* _What to work on_
Everything in the data below is left aside except the lines from the one containing "if api_key.is_none() &&" through the one containing "let known: Vec<String> = section"; repeat those exactly.
>>
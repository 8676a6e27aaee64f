use std::path::{Path, PathBuf};
use std::time::Duration;

use anyhow::{anyhow, Context};
use tracing::warn;

use crate::archive::ArchivePolicy;
use crate::chunker::DEFAULT_CHUNK_TOKENS;
use crate::config::{
    find_default_config, load_config, ApiSection, AppConfig, CONFIG_ENV, CONFIG_FILENAME,
    DEFAULT_API_KEY_ENV, DEFAULT_ENDPOINT, DEFAULT_MODEL, DEFAULT_MODELS, ENDPOINT_ENV,
};
use crate::models::http::HttpModelConfig;
use crate::pipeline::prompts::{default_prompt_files, load_translate_prompt, DEFAULT_PROMPTS_DIR};
use crate::translator::RetryPolicy;

pub const DEFAULT_OUTPUT_DIR: &str = "outputs";
pub const DEFAULT_OUTPUT_SUFFIX: &str = "_translated";

/// Endpoint settings after merging the config file, environment and CLI.
#[derive(Clone, Debug)]
pub struct ResolvedApi {
    pub endpoint: String,
    pub api_key_env: String,
    /// `None` only in dry runs.
    pub api_key: Option<String>,
    pub model: String,
    pub max_tokens: u32,
    pub temperature: f32,
    pub top_p: f32,
    pub timeout: Duration,
    pub retry: RetryPolicy,
}

impl ResolvedApi {
    /// Resolves `[api]`. `env` looks up environment variables; a missing key is fatal unless
    /// `dry_run` is set.
    pub fn resolve(
        section: &ApiSection,
        model_override: Option<String>,
        dry_run: bool,
        env: impl Fn(&str) -> Option<String>,
    ) -> anyhow::Result<Self> {
        let endpoint = env(ENDPOINT_ENV)
            .map(|s| s.trim().to_string())
            .filter(|s| !s.is_empty())
            .or_else(|| section.endpoint.clone())
            .unwrap_or_else(|| DEFAULT_ENDPOINT.to_string());
        let api_key_env = section
            .api_key_env
            .clone()
            .unwrap_or_else(|| DEFAULT_API_KEY_ENV.to_string());
        let api_key = env(&api_key_env)
            .map(|s| s.trim().to_string())
            .filter(|s| !s.is_empty());
        if api_key.is_none() && !dry_run {
            return Err(anyhow!(
                "API key missing: set the {api_key_env} environment variable (or use --dry-run)"
            ));
        }

        let model = model_override
            .or_else(|| section.model.clone())
            .unwrap_or_else(|| DEFAULT_MODEL.to_string());
        let known: Vec<String> = section
            .models
            .clone()
            .unwrap_or_else(|| DEFAULT_MODELS.iter().map(|m| m.to_string()).collect());
        if !known.iter().any(|m| *m == model) {
            warn!(model = %model, known = ?known, "model is not in the configured model list");
        }

        let defaults = RetryPolicy::default();
        let retry = RetryPolicy {
            attempts: section.retries.unwrap_or(defaults.attempts).max(1),
            delay: section
                .retry_delay_ms
                .map(Duration::from_millis)
                .unwrap_or(defaults.delay),
            rate_limit_delay: section
                .rate_limit_delay_ms
                .map(Duration::from_millis)
                .unwrap_or(defaults.rate_limit_delay),
        };

        Ok(Self {
            endpoint,
            api_key_env,
            api_key,
            model,
            max_tokens: section.max_tokens.unwrap_or(2000),
            temperature: section.temperature.unwrap_or(0.1),
            top_p: section.top_p.unwrap_or(0.9),
            timeout: Duration::from_secs(section.timeout_secs.unwrap_or(120)),
            retry,
        })
    }

    pub fn model_config(&self) -> anyhow::Result<HttpModelConfig> {
        let api_key = self
            .api_key
            .clone()
            .ok_or_else(|| anyhow!("API key missing: set {}", self.api_key_env))?;
        Ok(HttpModelConfig {
            endpoint: self.endpoint.clone(),
            api_key,
            model: self.model.clone(),
            max_tokens: self.max_tokens,
            temperature: self.temperature,
            top_p: self.top_p,
            timeout: self.timeout,
        })
    }
}

#[derive(Clone, Debug)]
pub struct PipelineConfig {
    pub workdir: PathBuf,
    pub config_path: PathBuf,

    pub api: ResolvedApi,
    pub dry_run: bool,

    pub chunk_tokens: usize,
    pub output_dir: PathBuf,
    pub output_suffix: String,
    pub source_lang: String,
    pub target_lang: String,

    pub trace: bool,
    pub trace_dir: PathBuf,

    pub archive: ArchivePolicy,
    /// Archive entries to translate; empty means all.
    pub select: Vec<String>,

    pub prompt: String,
}

impl PipelineConfig {
    /// Builds the run configuration. Precedence: CLI, then environment, then the config file,
    /// then built-in defaults.
    #[allow(clippy::too_many_arguments)]
    pub fn from_paths_and_args(
        input: &Path,
        config_path: Option<PathBuf>,
        output_dir: Option<PathBuf>,
        model: Option<String>,
        chunk_tokens: Option<usize>,
        select: Vec<String>,
        dry_run: bool,
        trace: bool,
    ) -> anyhow::Result<Self> {
        let workdir = if input.is_dir() {
            input.to_path_buf()
        } else {
            input
                .parent()
                .map(|p| p.to_path_buf())
                .unwrap_or_else(|| PathBuf::from("."))
        };
        let workdir = workdir.canonicalize().unwrap_or(workdir);

        let cfg_file = config_path
            .or_else(|| std::env::var(CONFIG_ENV).ok().map(PathBuf::from))
            .or_else(|| find_default_config(&workdir, CONFIG_FILENAME));

        let mut file_cfg = AppConfig::default();
        if let Some(p) = cfg_file.as_ref() {
            if p.exists() {
                file_cfg = load_config(p)?;
            } else {
                warn!(path = %p.display(), "config file not found; using defaults");
            }
        }
        let cfg_path = cfg_file.unwrap_or_else(|| workdir.join(CONFIG_FILENAME));

        let api = ResolvedApi::resolve(&file_cfg.api, model, dry_run, |k| std::env::var(k).ok())?;

        let pipeline = &file_cfg.pipeline;
        let chunk_tokens = chunk_tokens
            .or(pipeline.chunk_tokens)
            .unwrap_or(DEFAULT_CHUNK_TOKENS)
            .max(1);
        let output_dir = output_dir
            .or_else(|| pipeline.output_dir.clone().map(PathBuf::from))
            .unwrap_or_else(|| PathBuf::from(DEFAULT_OUTPUT_DIR));
        let output_suffix = pipeline
            .output_suffix
            .clone()
            .unwrap_or_else(|| DEFAULT_OUTPUT_SUFFIX.to_string());
        let source_lang = pipeline
            .source_lang
            .clone()
            .unwrap_or_else(|| "English".to_string());
        let target_lang = pipeline
            .target_lang
            .clone()
            .unwrap_or_else(|| "Russian".to_string());

        let trace = trace || pipeline.trace.unwrap_or(false);
        let trace_dir = pipeline
            .trace_dir
            .clone()
            .unwrap_or_else(|| "_trace".to_string());
        let trace_dir = if Path::new(&trace_dir).is_absolute() {
            PathBuf::from(trace_dir)
        } else {
            output_dir.join(trace_dir)
        };

        let prompt = load_translate_prompt(&cfg_path, &file_cfg).context("load prompt")?;

        Ok(Self {
            workdir,
            config_path: cfg_path,
            api,
            dry_run,
            chunk_tokens,
            output_dir,
            output_suffix,
            source_lang,
            target_lang,
            trace,
            trace_dir,
            archive: ArchivePolicy::from_config(&file_cfg.archive),
            select,
            prompt,
        })
    }

    /// `<output_dir>/<stem><suffix>.<ext>`
    pub fn output_path_for(&self, input: &Path) -> PathBuf {
        let stem = input
            .file_stem()
            .and_then(|s| s.to_str())
            .unwrap_or("output");
        let name = match input.extension().and_then(|e| e.to_str()) {
            Some(ext) => format!("{stem}{}.{ext}", self.output_suffix),
            None => format!("{stem}{}", self.output_suffix),
        };
        self.output_dir.join(name)
    }
}

pub fn init_default_config(dir: &Path, force: bool) -> anyhow::Result<PathBuf> {
    std::fs::create_dir_all(dir)
        .with_context(|| format!("create config dir: {}", dir.display()))?;
    let cfg_path = dir.join(CONFIG_FILENAME);

    let prompts_dir = dir.join(DEFAULT_PROMPTS_DIR);
    std::fs::create_dir_all(&prompts_dir)
        .with_context(|| format!("create prompts dir: {}", prompts_dir.display()))?;

    for (fname, body) in default_prompt_files() {
        let p = prompts_dir.join(fname);
        if p.exists() && !force {
            continue;
        }
        std::fs::write(&p, body).with_context(|| format!("write prompt: {}", p.display()))?;
    }

    if cfg_path.exists() && !force {
        return Ok(cfg_path);
    }
    std::fs::write(&cfg_path, DEFAULT_CONFIG_TOML)
        .with_context(|| format!("write config: {}", cfg_path.display()))?;
    Ok(cfg_path)
}

const DEFAULT_CONFIG_TOML: &str = r#"[api]
endpoint = "https://api.proxyapi.ru/openai/v1/chat/completions"
# The key is read from this environment variable. PROXY_API_URL overrides the endpoint.
api_key_env = "PROXY_API_KEY"
model = "gpt-4o"
models = ["gpt-4o", "gpt-4.1"]
max_tokens = 2000
temperature = 0.1
top_p = 0.9
timeout_secs = 120
retries = 3
retry_delay_ms = 2000
rate_limit_delay_ms = 10000

[pipeline]
# Estimated tokens (chars / 4) per translated chunk.
chunk_tokens = 1200
output_dir = "outputs"
output_suffix = "_translated"
source_lang = "English"
target_lang = "Russian"

# Dump masked text and placeholder tables of each LaTeX document.
trace = false
trace_dir = "_trace"

[prompts]
translate = "prompts/translate.txt"

[archive]
# Never translated; copied through unchanged.
exclude_extensions = ["bib", "bst", "cls", "sty"]
exclude_filenames = [
  "macros.tex",
  "definitions.tex",
  "preamble.tex",
  "commands.tex",
  "newcommands.tex",
  "defs.tex",
]
"#;

#[cfg(test)]
mod tests {
    use std::collections::HashMap;

    use super::*;

    fn env_of(vars: &[(&str, &str)]) -> impl Fn(&str) -> Option<String> {
        let map: HashMap<String, String> = vars
            .iter()
            .map(|(k, v)| (k.to_string(), v.to_string()))
            .collect();
        move |k: &str| map.get(k).cloned()
    }

    #[test]
    fn missing_key_is_fatal_except_in_dry_runs() {
        let section = ApiSection::default();
        let err = ResolvedApi::resolve(&section, None, false, env_of(&[])).unwrap_err();
        assert!(err.to_string().contains("PROXY_API_KEY"));

        let api = ResolvedApi::resolve(&section, None, true, env_of(&[])).unwrap();
        assert!(api.api_key.is_none());
        assert!(api.model_config().is_err());
    }

    #[test]
    fn environment_and_overrides_win() {
        let section = ApiSection {
            api_key_env: Some("MY_KEY".to_string()),
            model: Some("gpt-4.1".to_string()),
            retries: Some(0),
            ..ApiSection::default()
        };
        let env = env_of(&[("MY_KEY", " sk-1 \n"), (ENDPOINT_ENV, "http://localhost:8080/v1")]);
        let api = ResolvedApi::resolve(&section, Some("gpt-4o".to_string()), false, env).unwrap();
        assert_eq!(api.api_key.as_deref(), Some("sk-1"));
        assert_eq!(api.endpoint, "http://localhost:8080/v1");
        assert_eq!(api.model, "gpt-4o");
        assert_eq!(api.retry.attempts, 1);
        assert_eq!(api.timeout, Duration::from_secs(120));

        let cfg = api.model_config().unwrap();
        assert_eq!(cfg.max_tokens, 2000);
        assert_eq!(cfg.model, "gpt-4o");
    }

    #[test]
    fn default_config_round_trips() {
        let tmp = tempfile::tempdir().unwrap();
        let path = init_default_config(tmp.path(), false).unwrap();
        assert!(tmp.path().join("prompts").join("translate.txt").exists());

        let cfg = load_config(&path).unwrap();
        assert_eq!(cfg.api.model.as_deref(), Some(DEFAULT_MODEL));
        assert_eq!(cfg.pipeline.chunk_tokens, Some(DEFAULT_CHUNK_TOKENS));
        let prompt = load_translate_prompt(&path, &cfg).unwrap();
        assert!(prompt.contains("{{text}}"));

        std::fs::write(&path, "# edited").unwrap();
        init_default_config(tmp.path(), false).unwrap();
        assert_eq!(std::fs::read_to_string(&path).unwrap(), "# edited");
        init_default_config(tmp.path(), true).unwrap();
        assert_ne!(std::fs::read_to_string(&path).unwrap(), "# edited");
    }

    #[test]
    fn builds_from_explicit_config() {
        let tmp = tempfile::tempdir().unwrap();
        let cfg_path = init_default_config(tmp.path(), false).unwrap();
        let input = tmp.path().join("paper.tex");
        std::fs::write(&input, "x").unwrap();

        let cfg = PipelineConfig::from_paths_and_args(
            &input,
            Some(cfg_path),
            Some(tmp.path().join("out")),
            None,
            Some(300),
            vec![],
            true,
            false,
        )
        .unwrap();
        assert_eq!(cfg.chunk_tokens, 300);
        assert!(!cfg.trace);
        assert_eq!(cfg.trace_dir, tmp.path().join("out").join("_trace"));
        assert_eq!(
            cfg.output_path_for(&input),
            tmp.path().join("out").join("paper_translated.tex")
        );
        assert!(cfg.archive.is_excluded("defs.tex"));
    }
}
<<
* _Solution to the exercise_
        if api_key.is_none() && !dry_run {
            return Err(anyhow!(
                "API key missing: set the {api_key_env} environment variable (or use --dry-run)"
            ));
        }

        let model = model_override
            .or_else(|| section.model.clone())
            .unwrap_or_else(|| DEFAULT_MODEL.to_string());
        let known: Vec<String> = section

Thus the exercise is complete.